Former CDS students, Sarah Harrs (Save the Children) and Emma Worrall (finishing up at Princeton Seminary to be a pastor) traveled to Uganda in 2019 to visit the schools.
“When we go there it’s helpful because our presence gives teachers and students hope that there’s somebody who cares about them on the other side of the world,” says Urbanik. “And it helps the kids in the US because it expands their minds about life and how lucky they are to be here.”
Hope is a big thing: If you give people hope you’ve given them a lot.
And you get the sense that you should step up.
“How we do that is with fundraisers,” Rev.

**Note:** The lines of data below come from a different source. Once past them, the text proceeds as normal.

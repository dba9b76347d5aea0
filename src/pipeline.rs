

// imports
use crate::config::Config;
use crate::corpus::CorpusReader;
use crate::export::Writer;
use crate::train::Train;

use core::panic;
use std::env;
use std::time::Instant;

pub struct Pipeline {}

impl Pipeline {

    // runs the main procedure of 4 steps -
    // -> configuration of arguments
    // -> corpus reading and vocab building
    // -> EM training of the translation table
    // -> saving of the table and the readable results

    pub fn run() {

        println!("entering program...");
        let args: Vec<String> = env::args().collect();

        println!("building parameters...");
        let params = match Config::new(&args) {
            Ok(config) => config.get_params(),
            Err(e) => panic!("{}", e)
        };
        println!("{}", params);

        // read the parallel corpus and index both vocabularies
        let timer = Instant::now();
        println!("starting corpus reading...");
        let reader = match CorpusReader::new(&params.corpus_file, params.max_lines, params.lowercase, params.json_train.progress_verbose) {
            Ok(reader) => reader,
            Err(e) => panic!("{}", e)
        };
        println!("finished corpus reading, indexed {} source and {} target words, took {} seconds ...", reader.source_words().len(), reader.target_words().len(), timer.elapsed().as_secs());

        // run the EM iterations
        let timer = Instant::now();
        println!("starting training part...");
        let trainer = match Train::run(&reader, &params.json_train) {
            Ok(trainer) => trainer,
            Err(e) => panic!("{}", e)
        };
        println!("finished training, learned {} pair probabilities, took {} seconds ...", trainer.get_table().len(), timer.elapsed().as_secs());

        // save the table and the per target word results
        let timer = Instant::now();
        if let Err(e) = Writer::run(&trainer, &reader, &params) {
            panic!("{}", e)
        }
        println!("finished saving, took {} seconds ...", timer.elapsed().as_secs());

    }

}
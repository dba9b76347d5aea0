

use std::collections::HashMap;


// the conditional translation distribution being learned, kept sparse.
// only pairs that maximization has actually scored hold an explicit entry,
// every other (source, target) pair reads as the uniform default fixed at
// construction. entries are never removed, the table only grows.
#[derive(Clone, Debug, PartialEq)]
pub struct TranslationTable {
    entries: HashMap<(usize, usize), f64>,
    default: f64,
}

impl TranslationTable {

    pub fn new(target_vocab_size: usize) -> TranslationTable {

        // uniform initialization over the target vocabulary. an empty
        // vocabulary (empty corpus) gets a default of 0.0 so training stays
        // a no-op instead of dividing by zero.
        let default = match target_vocab_size {
            0 => 0.0,
            n => 1.0 / n as f64,
        };

        TranslationTable {
            entries: HashMap::new(),
            default: default,
        }
    }

    pub fn get(&self, source_id: usize, target_id: usize) -> f64 {
        match self.entries.get(&(source_id, target_id)) {
            Some(probability) => *probability,
            None => self.default,
        }
    }

    pub fn set(&mut self, source_id: usize, target_id: usize, probability: f64) {
        self.entries.insert((source_id, target_id), probability);
    }

    pub fn default(&self) -> f64 {
        self.default
    }

    pub fn entries(&self) -> &HashMap<(usize, usize), f64> {
        &self.entries
    }

    pub fn len(&self) -> usize {
        self.entries.len()
    }

    pub fn is_empty(&self) -> bool {
        self.entries.is_empty()
    }

}


#[cfg(test)]
mod tests {

    use super::TranslationTable;

    #[test]
    fn uniform_start_test() {

        // immediately after construction every pair reads 1 / |target vocab|
        let table = TranslationTable::new(4);
        assert_eq!(table.get(0, 0), 0.25);
        assert_eq!(table.get(17, 3), 0.25);
        assert!(table.is_empty());
    }

    #[test]
    fn set_then_get_test() {

        let mut table = TranslationTable::new(2);
        table.set(1, 0, 0.75);

        assert_eq!(table.get(1, 0), 0.75);
        // untouched pairs still read the default
        assert_eq!(table.get(1, 1), 0.5);
        assert_eq!(table.get(0, 0), 0.5);
        assert_eq!(table.len(), 1);
    }

    #[test]
    fn empty_vocab_test() {

        // a degenerate table must not hold an infinite default
        let table = TranslationTable::new(0);
        assert_eq!(table.default(), 0.0);
        assert_eq!(table.get(0, 0), 0.0);
    }

}
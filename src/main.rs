use ibm1_trainer::Pipeline;

fn main() {
    Pipeline::run();
}


use core::panic;
use std::{error::Error, env, fs::File, io::{self, BufRead}};
extern crate ibm1_trainer;
use ibm1_trainer::Lookup;


// this module has some checks on a trained table, functionality to get
// the K most probable source translations of given target words.
// treated as binary executable so it can be ran independently from main

fn main() {

    // arguments to this executable should be:
    // path to a queries file, one target word per line
    // path to the trained table (npy), without the extension
    // path to the source words map (txt), without the extension
    // path to the target words map (txt), without the extension
    // example: ... Input/queries.txt Output/table Output/source_words Output/target_words
    let args: Vec<String> = env::args().collect();
    if args.len() != 5 { panic!("input arguments should be a queries file followed by paths to the table, source words and target words"); }

    // read queries file
    let open_in_file = File::open(&args[1]).expect("could not open queries file");
    let lines = io::BufReader::new(open_in_file).lines();

    // read in the trained table and word maps
    let lookup_obj = match Lookup::new(&args[2], &args[3], &args[4]) {
        Ok(lookup_obj) => lookup_obj,
        Err(e) => panic!("{}", e)
    };

    let inputs = lines
    .into_iter()
    .map(|line| line.expect("could not read line"))
    .collect::<Vec<String>>();

    if let Err(e) = run_queries(&inputs, 10, lookup_obj) {
        panic!("{}", e);
    };

}


fn run_queries(inputs: &[String], k: usize, lookup_object: Lookup) -> Result<(), Box<dyn Error>> {

    // finding the k most probable source translations for each target word

    for target_word in inputs {

        println!("searching {} most probable translations of {}", k, target_word);
        let translations = lookup_object.find_k_most_probable(target_word, k)?;
        for (i, (source_word, score)) in translations.iter().enumerate() {
            println!("{} : {} ? {} = {}", i, target_word, source_word, score);
        }
        println!("\n");
    }

    Ok(())

}
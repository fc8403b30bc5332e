use axum::{
    http::{Method, StatusCode},
    response::{IntoResponse, Json},
    routing::{get, post},
    Extension, Router,
};
use hyper::Server;
use std::net::SocketAddr;
use std::sync::Arc;
use tower::ServiceBuilder;
use tower_http::cors::{Any, CorsLayer};
use tracing::info;

use crate::app::EnrichUseCase;
use crate::constants::SERVICE_NAME;
use crate::domain::CreatedEvent;

/// Health check endpoint
async fn health() -> impl IntoResponse {
    Json(serde_json::json!({
        "status": "healthy",
        "service": SERVICE_NAME,
        "version": env!("CARGO_PKG_VERSION")
    }))
}

/// Record-created notification. Enrichment runs in the background; the
/// caller only learns that the event was accepted.
async fn song_created(
    Extension(use_case): Extension<Arc<EnrichUseCase>>,
    Json(event): Json<CreatedEvent>,
) -> impl IntoResponse {
    let key = event.key.clone();
    tokio::spawn(async move {
        use_case.handle_created(&event.key, &event.record).await;
    });

    (
        StatusCode::ACCEPTED,
        Json(serde_json::json!({ "accepted": true, "key": key })),
    )
}

/// Run the pipeline inline and report the outcome. Failures are still 200s:
/// the outcome body says what happened.
async fn enrich_now(
    Extension(use_case): Extension<Arc<EnrichUseCase>>,
    Json(event): Json<CreatedEvent>,
) -> impl IntoResponse {
    Json(use_case.handle_created(&event.key, &event.record).await)
}

/// Create the HTTP router for trigger delivery
pub fn create_server(use_case: Arc<EnrichUseCase>) -> Router {
    let cors = CorsLayer::new()
        .allow_origin(Any)
        .allow_methods([Method::GET, Method::POST])
        .allow_headers(Any);

    Router::new()
        .route("/health", get(health))
        .route("/triggers/songs", post(song_created))
        .route("/enrich", post(enrich_now))
        .layer(Extension(use_case))
        .layer(ServiceBuilder::new().layer(cors))
}

/// Start the HTTP server on the specified port
pub async fn start_server(
    use_case: Arc<EnrichUseCase>,
    port: u16,
) -> Result<(), Box<dyn std::error::Error>> {
    let app = create_server(use_case);

    let addr = SocketAddr::from(([0, 0, 0, 0], port));

    info!("Trigger receiver listening on http://localhost:{port}");
    info!("Health check: http://localhost:{port}/health");

    Server::bind(&addr).serve(app.into_make_service()).await?;

    Ok(())
}
use async_trait::async_trait;
use std::collections::HashMap;
use tokio::sync::Mutex;
use tracing::debug;

use crate::app::ports::CatalogStorePort;
use crate::domain::{CatalogRecord, RecordKey};
use crate::error::Result;

/// In-memory catalog for development and tests.
///
/// Unlike a real document store, updating a key that was never inserted
/// creates a record holding only the cover.
#[derive(Default)]
pub struct InMemoryCatalogStore {
    records: Mutex<HashMap<RecordKey, CatalogRecord>>,
    updates: Mutex<Vec<(RecordKey, String)>>,
}

impl InMemoryCatalogStore {
    pub fn new() -> Self {
        Self::default()
    }

    pub async fn insert(&self, key: RecordKey, record: CatalogRecord) {
        self.records.lock().await.insert(key, record);
    }

    pub async fn get(&self, key: &RecordKey) -> Option<CatalogRecord> {
        self.records.lock().await.get(key).cloned()
    }

    /// Every cover update applied so far, in order.
    pub async fn updates(&self) -> Vec<(RecordKey, String)> {
        self.updates.lock().await.clone()
    }
}

#[async_trait]
impl CatalogStorePort for InMemoryCatalogStore {
    async fn update_cover(&self, key: &RecordKey, url: &str) -> Result<()> {
        let mut records = self.records.lock().await;
        records.entry(key.clone()).or_default().url_cover = Some(url.to_string());
        self.updates.lock().await.push((key.clone(), url.to_string()));

        debug!("Updated cover for record {}", key);
        Ok(())
    }
}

Kim says this enables them to send money to the schools whenever they need help.
She says she has the best job in the world… gets to see students transform, sometimes the actual moment.
According to Rev. Kim, witnessing those transformations are very special.
“I get a teenager (boy or girl) who comes in with issues and when they turn themselves over to the play or whatever role they’re playing — it’s there and you can’t deny it. It has to do with self worth,” she says.